Hubungan bunyi di dalam kalimat tersusun dari perkawinan adjektif yang terdengar bertentangan sekaligus menegaskan sesuatu yang hakiki dari kisah-kasih, ingin-angan, ibu-iba, ramah-marah, bintang-banting, gagah-gigih, paham-hampa, hantu-tuhan, dera-reda, asa-asu serta amin-iman-aman.
Yang hakiki adalah manusia itu sendiri bersama sejarah pasang tumbang hidupnya. Lengkap dengan pertentangan-pertentangan dalam dirinya.
Perkawinan ini ikut pula mengingatkan jika makna tak ada di dalam kata-kata, bahkan tak juga di antara kata. Makna datang ibarat getar yang menggugah walaupun hanya sementara. Makna bukanlah sesuatu yang serupa sinar laser: terang, lempang, lurus, tajam dan sempit. Ia tak mendesak dan menjepit (Goenawan Mohamad, Fragmen; 2016: 77).
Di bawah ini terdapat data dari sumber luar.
//! Port traits defining external boundaries.
//!
//! Each trait is a seam between the synchronizer and something it does not
//! own: the clock, plain file storage for build records, the symlink
//! primitive, and the permalink resolver. Implementations live in
//! `src/adapters/` and `src/resolver/`.

pub mod clock;
pub mod filesystem;
pub mod link_fs;
pub mod resolver;

pub use clock::Clock;
pub use filesystem::FileSystem;
pub use link_fs::{LinkFs, Removal};
pub use resolver::PermalinkResolver;
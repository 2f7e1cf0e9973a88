//! Service context bundling all port trait objects.

use std::path::Path;
use std::sync::{Arc, Mutex, PoisonError};

use crate::adapters::live::clock::LiveClock;
use crate::adapters::live::filesystem::LiveFileSystem;
use crate::adapters::live::link_fs::LiveLinkFs;
use crate::adapters::recording::link_fs::RecordingLinkFs;
use crate::journal::JournalRecorder;
use crate::ports::clock::Clock;
use crate::ports::filesystem::FileSystem;
use crate::ports::link_fs::LinkFs;

/// Bundles the port trait objects a command needs.
pub struct ServiceContext {
    /// Clock for build timestamps.
    pub clock: Box<dyn Clock>,
    /// Plain file access for build records.
    pub fs: Box<dyn FileSystem>,
    /// Symlink primitive.
    pub links: Box<dyn LinkFs>,
}

impl ServiceContext {
    /// Creates a context with live adapters for every port.
    #[must_use]
    pub fn live() -> Self {
        Self { clock: Box::new(LiveClock), fs: Box::new(LiveFileSystem), links: Box::new(LiveLinkFs) }
    }

    /// Creates a live context whose symlink calls are journaled.
    ///
    /// The journal is written to `path` by [`JournalSession::finish`].
    #[must_use]
    pub fn journaling(path: &Path, name: &str) -> (Self, JournalSession) {
        let recorder = Arc::new(Mutex::new(JournalRecorder::new(path, name)));
        let ctx = Self {
            clock: Box::new(LiveClock),
            fs: Box::new(LiveFileSystem),
            links: Box::new(RecordingLinkFs::new(Box::new(LiveLinkFs), Arc::clone(&recorder))),
        };
        (ctx, JournalSession { recorder })
    }
}

/// Handle for writing the journal of a journaling context.
pub struct JournalSession {
    recorder: Arc<Mutex<JournalRecorder>>,
}

impl JournalSession {
    /// Number of mutating calls journaled so far.
    #[must_use]
    pub fn mutation_count(&self) -> usize {
        self.recorder.lock().unwrap_or_else(PoisonError::into_inner).mutation_count()
    }

    /// Writes the journal file and returns its path.
    ///
    /// # Errors
    ///
    /// Returns an error string if the file cannot be written.
    pub fn finish(self) -> Result<std::path::PathBuf, String> {
        let guard = self.recorder.lock().unwrap_or_else(PoisonError::into_inner);
        guard.write().map_err(|e| format!("Failed to write journal: {e}"))
    }
}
Karena kata dan makna bukanlah sinar laser, Kamus Kecil ini telah hadir ibarat danau yang tenang di tengah padang gersang formalisasi bahasa. Apalagi ketika bersua dalam percakapan (politik) yang bertempur caci maki di media sosial, Kamus Kecil adalah puisi yang menggetarkan, bukan membebaskan.
Semacam bunyi yang kembali kepada sunyi, sebelum kata-kata dikawinpaksakan dengan benci.
Karena itu, barangkali kata dan makna yang menggetarkan ini tampaknya makin mendesak dihadirkan untuk memberi ruang bagi yang privat keluar dari pertengkaran kata karena kehendak mewakili kebenaran. Â Paling tidak melakukan moratorium diri.